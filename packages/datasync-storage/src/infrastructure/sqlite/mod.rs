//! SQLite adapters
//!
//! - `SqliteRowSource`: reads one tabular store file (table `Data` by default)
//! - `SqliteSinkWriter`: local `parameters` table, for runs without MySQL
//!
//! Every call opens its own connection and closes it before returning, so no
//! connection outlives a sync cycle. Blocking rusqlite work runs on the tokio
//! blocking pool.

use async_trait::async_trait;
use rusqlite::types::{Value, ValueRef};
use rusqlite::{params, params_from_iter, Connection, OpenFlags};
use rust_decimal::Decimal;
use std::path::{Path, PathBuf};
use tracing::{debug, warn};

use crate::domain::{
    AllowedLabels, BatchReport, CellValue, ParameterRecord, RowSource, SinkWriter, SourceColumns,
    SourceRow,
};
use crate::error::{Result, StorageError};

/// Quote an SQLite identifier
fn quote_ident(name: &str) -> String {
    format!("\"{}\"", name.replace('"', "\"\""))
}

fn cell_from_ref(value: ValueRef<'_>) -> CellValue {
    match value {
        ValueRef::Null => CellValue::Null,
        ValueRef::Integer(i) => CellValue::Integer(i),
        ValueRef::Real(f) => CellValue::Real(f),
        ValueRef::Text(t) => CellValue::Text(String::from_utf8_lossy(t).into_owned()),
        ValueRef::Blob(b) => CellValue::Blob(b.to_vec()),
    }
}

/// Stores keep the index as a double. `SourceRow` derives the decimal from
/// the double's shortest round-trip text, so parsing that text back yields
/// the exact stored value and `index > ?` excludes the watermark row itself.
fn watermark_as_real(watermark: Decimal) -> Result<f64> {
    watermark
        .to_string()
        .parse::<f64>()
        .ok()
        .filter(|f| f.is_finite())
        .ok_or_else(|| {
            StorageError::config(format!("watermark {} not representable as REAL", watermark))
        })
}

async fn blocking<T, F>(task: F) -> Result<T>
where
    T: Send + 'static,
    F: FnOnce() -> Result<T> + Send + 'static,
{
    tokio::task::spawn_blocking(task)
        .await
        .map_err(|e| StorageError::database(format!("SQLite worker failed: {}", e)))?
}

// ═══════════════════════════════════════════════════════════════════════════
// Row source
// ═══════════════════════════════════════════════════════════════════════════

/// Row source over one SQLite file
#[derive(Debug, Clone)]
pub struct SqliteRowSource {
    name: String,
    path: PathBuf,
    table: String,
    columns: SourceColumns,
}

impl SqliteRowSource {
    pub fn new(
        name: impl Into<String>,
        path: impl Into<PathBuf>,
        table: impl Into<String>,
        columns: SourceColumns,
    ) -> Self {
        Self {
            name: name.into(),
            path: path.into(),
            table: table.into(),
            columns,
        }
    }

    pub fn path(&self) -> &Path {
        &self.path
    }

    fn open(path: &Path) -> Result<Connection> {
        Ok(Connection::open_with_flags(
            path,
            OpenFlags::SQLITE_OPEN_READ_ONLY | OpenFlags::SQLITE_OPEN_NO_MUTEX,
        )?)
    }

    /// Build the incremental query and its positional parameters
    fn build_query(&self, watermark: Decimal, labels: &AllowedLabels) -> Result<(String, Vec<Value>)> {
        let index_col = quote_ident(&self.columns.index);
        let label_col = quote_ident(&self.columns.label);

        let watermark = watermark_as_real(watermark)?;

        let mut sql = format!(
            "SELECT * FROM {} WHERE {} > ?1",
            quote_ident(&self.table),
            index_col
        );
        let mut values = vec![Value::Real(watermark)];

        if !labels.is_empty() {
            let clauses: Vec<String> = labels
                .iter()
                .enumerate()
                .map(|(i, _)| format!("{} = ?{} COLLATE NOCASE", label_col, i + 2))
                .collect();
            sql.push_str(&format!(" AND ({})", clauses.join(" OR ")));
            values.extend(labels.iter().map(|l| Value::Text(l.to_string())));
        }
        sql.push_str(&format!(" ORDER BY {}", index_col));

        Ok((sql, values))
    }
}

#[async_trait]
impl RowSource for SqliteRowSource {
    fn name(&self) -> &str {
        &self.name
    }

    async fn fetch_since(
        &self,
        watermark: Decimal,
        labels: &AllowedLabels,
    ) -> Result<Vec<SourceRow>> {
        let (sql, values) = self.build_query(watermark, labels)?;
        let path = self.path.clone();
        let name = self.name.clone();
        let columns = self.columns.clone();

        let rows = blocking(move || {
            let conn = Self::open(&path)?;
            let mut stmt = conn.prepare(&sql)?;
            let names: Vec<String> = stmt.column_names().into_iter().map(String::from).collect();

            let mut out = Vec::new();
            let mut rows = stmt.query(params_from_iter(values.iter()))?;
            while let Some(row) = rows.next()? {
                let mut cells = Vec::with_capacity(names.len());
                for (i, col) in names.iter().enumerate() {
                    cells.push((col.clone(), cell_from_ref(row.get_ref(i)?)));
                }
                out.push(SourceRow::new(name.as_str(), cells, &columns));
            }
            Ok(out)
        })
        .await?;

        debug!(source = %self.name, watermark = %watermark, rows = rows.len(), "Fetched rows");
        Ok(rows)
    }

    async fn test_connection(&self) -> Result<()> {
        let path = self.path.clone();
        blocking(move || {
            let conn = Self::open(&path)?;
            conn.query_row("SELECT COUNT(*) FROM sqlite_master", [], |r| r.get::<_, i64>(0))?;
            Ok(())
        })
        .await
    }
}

=======

WHAT THE TASK REQUIRES:
Take the line with "fn name(&self) ->" and all lines after it through the end of the records, and write them out exactly; include nothing else.

FINISHED EXERCISE:
    fn name(&self) -> &str {
        &self.name
    }

    async fn fetch_since(
        &self,
        watermark: Decimal,
        labels: &AllowedLabels,
    ) -> Result<Vec<SourceRow>> {
        let (sql, values) = self.build_query(watermark, labels)?;
        let path = self.path.clone();
        let name = self.name.clone();
        let columns = self.columns.clone();

        let rows = blocking(move || {
            let conn = Self::open(&path)?;
            let mut stmt = conn.prepare(&sql)?;
            let names: Vec<String> = stmt.column_names().into_iter().map(String::from).collect();

            let mut out = Vec::new();
            let mut rows = stmt.query(params_from_iter(values.iter()))?;
            while let Some(row) = rows.next()? {
                let mut cells = Vec::with_capacity(names.len());
                for (i, col) in names.iter().enumerate() {
                    cells.push((col.clone(), cell_from_ref(row.get_ref(i)?)));
                }
                out.push(SourceRow::new(name.as_str(), cells, &columns));
            }
            Ok(out)
        })
        .await?;

        debug!(source = %self.name, watermark = %watermark, rows = rows.len(), "Fetched rows");
        Ok(rows)
    }

    async fn test_connection(&self) -> Result<()> {
        let path = self.path.clone();
        blocking(move || {
            let conn = Self::open(&path)?;
            conn.query_row("SELECT COUNT(*) FROM sqlite_master", [], |r| r.get::<_, i64>(0))?;
            Ok(())
        })
        .await
    }
}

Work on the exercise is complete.